The lovely thing about Paris is the amount of green space. There are lots of little parks and gardens where you see people just lounging and relaxing. One of the larger gardens is the Tuileries Garden in the first district between the Louvre and the Arc de Triomphe. As I said earlier if you’ve never been to Paris, go to the museums and see the centuries of artwork and history this city has to offer.


But if you’re in the mood for low-key people watching, the Tuileries is the place to be. Especially for a hungover exhausted human-like, I was when I was in Paris (going to sleep at 1 am and waking up at 4 am to check out of the hotel and get a train is not a good look). There are plenty of chairs and benches to relax in, soak up the sun, watch the ducks swim, and just see the people around you. It’s also a great place to grab a pastry or coffee from the Paul bakery stand and nosh surrounded by stunning topiaries and expertly trimmed hedges. Pure bliss.


Slurp Some Oysters

Now I love oysters on most days but for some reason oysters in Paris taste much better. On my way from the Tuileries Garden to check into my Airbnb and take a much-needed shower, I stumbled upon a cute little seafood nook. L’Ecume Saint-Honoré is a literal hole in the wall but had a shelf of fresh fish, oysters, and shellfish ready for consumption or to take home and cook.


A bit on the pricier end, I got the “Formule Express” which you can find at many restaurants. The Formule Express is much like a prix-fixe menu for lunch where you can get a set of dishes for a bit cheaper than the full menu. At L’Ecume Saint-Honoré, the Formule Express was six oysters, bread, and a glass of white wine for about 18 euros. I saw the wine and thought “sign me the hell up.” The wine was refreshing and not too sweet, which I like, and the oysters were good for the price. Not super briny and with a little mignonette sauce, the perfect afternoon snack.


Picnic at the Place des Vosges

So that greenspace I mentioned above? My absolute favorite garden in Paris is the Place des Vosges. This quaint little square is a serene oasis in the heart of the Marais. And it’s the perfect place for a picnic with fountains stationed in the quad and little lawn patches to sunbathe. And what’s a picnic without bread and cheese (and wine but I didn’t get any wine for my picnic).

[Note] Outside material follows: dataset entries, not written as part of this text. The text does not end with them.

//! 上传文件的磁盘存储
//!
//! 只负责上传目录内的文件读写，文件名的合法性由调用方保证。

use std::fs::{self, File, OpenOptions};
use std::io::{ErrorKind, Write};
use std::path::{Path, PathBuf};

use chrono::{DateTime, Utc};

use crate::config::AppConfig;
use crate::errors::{EduStreamError, Result};
use crate::utils::filename::{stored_filename, stored_filename_with_counter};

// 同一秒内同名上传的序号上限
const MAX_NAME_ATTEMPTS: u32 = 1000;

#[derive(Debug, Clone)]
pub struct UploadStore {
    dir: PathBuf,
    max_size: usize,
    allowed_extensions: Vec<String>,
}

impl UploadStore {
    /// 指定上传目录，大小上限与扩展名列表取自配置
    pub fn new(dir: impl Into<PathBuf>) -> Self {
        let config = &AppConfig::get().upload;
        Self {
            dir: dir.into(),
            max_size: config.max_size,
            allowed_extensions: config
                .allowed_extensions
                .iter()
                .map(|ext| ext.trim_start_matches('.').to_ascii_lowercase())
                .collect(),
        }
    }

    /// 使用全局配置中的上传目录
    pub fn from_config() -> Self {
        Self::new(&AppConfig::get().upload.dir)
    }

    pub fn with_max_size(mut self, max_size: usize) -> Self {
        self.max_size = max_size;
        self
    }

    pub fn dir(&self) -> &Path {
        &self.dir
    }

    pub fn max_size(&self) -> usize {
        self.max_size
    }

    pub fn allowed_extensions(&self) -> &[String] {
        &self.allowed_extensions
    }

    /// 确保上传目录存在
    pub fn ensure_dir(&self) -> Result<()> {
        if !self.dir.exists() {
            fs::create_dir_all(&self.dir).map_err(|e| {
                EduStreamError::file_operation(format!(
                    "Failed to create upload directory {}: {e}",
                    self.dir.display()
                ))
            })?;
        }
        Ok(())
    }

    pub fn path_for(&self, stored_name: &str) -> PathBuf {
        self.dir.join(stored_name)
    }

    pub fn exists(&self, stored_name: &str) -> bool {
        self.path_for(stored_name).is_file()
    }

    /// 创建一个待写入的文件，同名文件已存在时返回 Conflict
    pub fn create(&self, stored_name: &str) -> Result<UploadWriter> {
        self.ensure_dir()?;
        match self.try_create(stored_name)? {
            Some(writer) => Ok(writer),
            None => Err(EduStreamError::conflict(format!(
                "File {stored_name} already exists"
            ))),
        }
    }

    /// 为上传文件选取并占用一个未使用的存储名
    ///
    /// 同一秒内重名时从 2 开始追加序号，选名和创建在同一次打开中完成。
    pub fn create_unique(&self, original_name: &str, now: DateTime<Utc>) -> Result<UploadWriter> {
        self.ensure_dir()?;
        if let Some(writer) = self.try_create(&stored_filename(original_name, now))? {
            return Ok(writer);
        }
        for counter in 2..=MAX_NAME_ATTEMPTS {
            let stored_name = stored_filename_with_counter(original_name, now, counter);
            if let Some(writer) = self.try_create(&stored_name)? {
                return Ok(writer);
            }
        }
        Err(EduStreamError::conflict(format!(
            "No free stored name for {original_name}"
        )))
    }

    /// 以独占方式创建文件，已存在时返回 `None`
    fn try_create(&self, stored_name: &str) -> Result<Option<UploadWriter>> {
        let path = self.path_for(stored_name);
        match OpenOptions::new().write(true).create_new(true).open(&path) {
            Ok(file) => Ok(Some(UploadWriter {
                file,
                stored_name: stored_name.to_string(),
                path,
                written: 0,
            })),
            Err(e) if e.kind() == ErrorKind::AlreadyExists => Ok(None),
            Err(e) => Err(EduStreamError::file_operation(format!(
                "Failed to create {}: {e}",
                path.display()
            ))),
        }
    }

    /// 删除文件，文件不存在时忽略
    pub fn remove(&self, stored_name: &str) {
        let path = self.path_for(stored_name);
        if let Err(e) = fs::remove_file(&path)
            && e.kind() != ErrorKind::NotFound
        {
            tracing::warn!("Failed to remove {}: {}", path.display(), e);
        }
    }

    pub fn read(&self, stored_name: &str) -> Result<Vec<u8>> {
        let path = self.path_for(stored_name);
        fs::read(&path).map_err(|e| match e.kind() {
            ErrorKind::NotFound => {
                EduStreamError::not_found(format!("File {stored_name} not found"))
            }
            _ => EduStreamError::file_operation(format!("Failed to read {}: {e}", path.display())),
        })
    }
}

/// 正在写入的上传文件，记录已写入的字节数
pub struct UploadWriter {
    file: File,
    stored_name: String,
    path: PathBuf,
    written: usize,
}

impl UploadWriter {
    pub fn stored_name(&self) -> &str {
        &self.stored_name
    }

    pub fn write_chunk(&mut self, data: &[u8]) -> Result<()> {
        self.file.write_all(data).map_err(|e| {
            EduStreamError::file_operation(format!("Failed to write {}: {e}", self.path.display()))
        })?;
        self.written += data.len();
        Ok(())
    }

    pub fn written(&self) -> usize {
        self.written
    }

    pub fn finish(mut self) -> Result<usize> {
        self.file.flush()?;
        Ok(self.written)
    }
}

#[cfg(test)]
mod tests {
    use super::*;
    use chrono::TimeZone;

    #[test]
    fn test_write_read_remove() {
        let dir = tempfile::tempdir().unwrap();
        let store = UploadStore::new(dir.path().join("nested"));

        let mut writer = store.create("a.txt").unwrap();
        writer.write_chunk(b"hello ").unwrap();
        writer.write_chunk(b"world").unwrap();
        assert_eq!(writer.written(), 11);
        assert_eq!(writer.finish().unwrap(), 11);

        assert!(store.exists("a.txt"));
        assert_eq!(store.read("a.txt").unwrap(), b"hello world");

        store.remove("a.txt");
        assert!(!store.exists("a.txt"));
        // 重复删除不报错
        store.remove("a.txt");
    }

    #[test]
    fn test_create_never_truncates_existing_file() {
        let dir = tempfile::tempdir().unwrap();
        let store = UploadStore::new(dir.path());

        let mut writer = store.create("a.txt").unwrap();
        writer.write_chunk(b"first").unwrap();
        writer.finish().unwrap();

        let err = store.create("a.txt").err().unwrap();
        assert_eq!(err.code(), "E007");
        assert_eq!(store.read("a.txt").unwrap(), b"first");
    }

    #[test]
    fn test_create_unique_same_second_keeps_both_files() {
        let dir = tempfile::tempdir().unwrap();
        let store = UploadStore::new(dir.path());
        let now = Utc.with_ymd_and_hms(2025, 3, 1, 9, 0, 0).unwrap();

        let mut first = store.create_unique("notes.pdf", now).unwrap();
        assert_eq!(first.stored_name(), "20250301_090000_notes.pdf");
        first.write_chunk(b"first upload").unwrap();

        // 第一个文件尚未写完时，第二个上传取得新名字
        let mut second = store.create_unique("notes.pdf", now).unwrap();
        assert_eq!(second.stored_name(), "20250301_090000_2_notes.pdf");
        second.write_chunk(b"second").unwrap();
        first.finish().unwrap();
        second.finish().unwrap();

        let third = store.create_unique("notes.pdf", now).unwrap();
        assert_eq!(third.stored_name(), "20250301_090000_3_notes.pdf");

        assert_eq!(
            store.read("20250301_090000_notes.pdf").unwrap(),
            b"first upload"
        );
        assert_eq!(store.read("20250301_090000_2_notes.pdf").unwrap(), b"second");
    }

    #[test]
    fn test_missing_file_is_not_found() {
        let dir = tempfile::tempdir().unwrap();
        let store = UploadStore::new(dir.path());
        let err = store.read("missing.pdf").unwrap_err();
        assert_eq!(err.code(), "E006");
    }
}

Before getting picnic supplies, stock up on some foie gras at Comtesse du Barry. This gourmet grocery store is where you can get awesome foie gras, fruit spreads, and even wine at a fairly reasonable price. It’s definitely cheaper than the stuff you buy in the duty-free part of the airport, even though it’s the same brand. So I highly recommend making a stop at any of the locations for some souvenirs to take home--and yes you can bring sealed, unopened foie gras on a plane. I was able to at least :).

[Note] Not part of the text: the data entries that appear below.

//! SeaORM 实体定义
//!
//! 这些实体用于数据库操作，与 models 模块中的业务实体分离。
//! Storage 层使用这些实体进行 CRUD 操作，然后转换为 models 中的业务实体。

pub mod classes;
pub mod enrollments;
pub mod materials;
pub mod users;

use chrono::{DateTime, Utc};

/// 将存储的 Unix 秒时间戳转换为 UTC 时间
pub(crate) fn timestamp_to_datetime(ts: i64) -> DateTime<Utc> {
    DateTime::<Utc>::from_timestamp(ts, 0).unwrap_or_default()
}
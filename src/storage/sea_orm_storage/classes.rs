//! 课程存储操作

use super::SeaOrmStorage;
use crate::entity::classes::{ActiveModel, Column, Entity as Classes};
use crate::entity::enrollments::{Column as EnrollmentColumn, Entity as Enrollments};
use crate::errors::{EduStreamError, Result};
use crate::models::classes::{
    entities::{Class, ClassStatus},
    requests::CreateClassRequest,
};
use sea_orm::{
    ActiveModelTrait, ColumnTrait, EntityTrait, QueryFilter, QueryOrder, QuerySelect, Set,
};

impl SeaOrmStorage {
    /// 创建课程
    pub async fn create_class_impl(&self, req: CreateClassRequest) -> Result<Class> {
        let now = chrono::Utc::now().timestamp();

        let model = ActiveModel {
            title: Set(req.title),
            description: Set(req.description),
            teacher_id: Set(req.teacher_id),
            scheduled_time: Set(req.scheduled_time.timestamp()),
            duration_minutes: Set(req.duration_minutes),
            is_live: Set(false),
            status: Set(ClassStatus::Scheduled.to_string()),
            created_at: Set(now),
            ..Default::default()
        };

        let result = model
            .insert(&self.db)
            .await
            .map_err(|e| EduStreamError::from_db("Failed to create class", e))?;

        Ok(result.into_class())
    }

    /// 通过 ID 获取课程
    pub async fn get_class_by_id_impl(&self, class_id: i64) -> Result<Option<Class>> {
        let result = Classes::find_by_id(class_id)
            .one(&self.db)
            .await
            .map_err(|e| EduStreamError::from_db("Failed to query class", e))?;

        Ok(result.map(|m| m.into_class()))
    }

    /// 列出教师的课程
    pub async fn list_classes_by_teacher_impl(
        &self,
        teacher_id: i64,
        newest_first: bool,
    ) -> Result<Vec<Class>> {
        let select = Classes::find().filter(Column::TeacherId.eq(teacher_id));

        let select = if newest_first {
            select.order_by_desc(Column::ScheduledTime)
        } else {
            select.order_by_asc(Column::ScheduledTime)
        };

        let classes = select
            .order_by_asc(Column::Id)
            .all(&self.db)
            .await
            .map_err(|e| EduStreamError::from_db("Failed to list classes", e))?;

        Ok(classes.into_iter().map(|m| m.into_class()).collect())
    }

    /// 列出学生尚未选修的课程
    pub async fn list_classes_not_enrolled_impl(&self, student_id: i64) -> Result<Vec<Class>> {
        let enrolled_ids: Vec<i64> = Enrollments::find()
            .select_only()
            .column(EnrollmentColumn::ClassId)
            .filter(EnrollmentColumn::StudentId.eq(student_id))
            .into_tuple()
            .all(&self.db)
            .await
            .map_err(|e| EduStreamError::from_db("Failed to list enrollments", e))?;

        let mut select = Classes::find();
        if !enrolled_ids.is_empty() {
            select = select.filter(Column::Id.is_not_in(enrolled_ids));
        }

        let classes = select
            .order_by_asc(Column::ScheduledTime)
            .all(&self.db)
            .await
            .map_err(|e| EduStreamError::from_db("Failed to list classes", e))?;

        Ok(classes.into_iter().map(|m| m.into_class()).collect())
    }

    /// 开始上课
    pub async fn start_class_impl(&self, class_id: i64) -> Result<Option<Class>> {
        // 先检查课程是否存在
        let existing = self.get_class_by_id_impl(class_id).await?;
        if existing.is_none() {
            return Ok(None);
        }

        let model = ActiveModel {
            id: Set(class_id),
            status: Set(ClassStatus::Live.to_string()),
            is_live: Set(true),
            ..Default::default()
        };

        let result = model
            .update(&self.db)
            .await
            .map_err(|e| EduStreamError::from_db("Failed to start class", e))?;

        Ok(Some(result.into_class()))
    }
}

Once you’ve gone gift shopping, head to Fromagerie Laurent Dubois Bastille to pick up for the first ingredient of your picnic. This cheese shop is stocked with all different types of cheese from triple creams to funky bleu and beyond. I got myself a tiny ¼ kilo (I won’t do the math to figure out how much that is in our dumb non-metric system) of a cheese called Volcanique - a creamy goat milk cheese from the Cantal region of France. Regardless of which cheese you get from the fromagerie, I can guarantee you’ll enjoy it.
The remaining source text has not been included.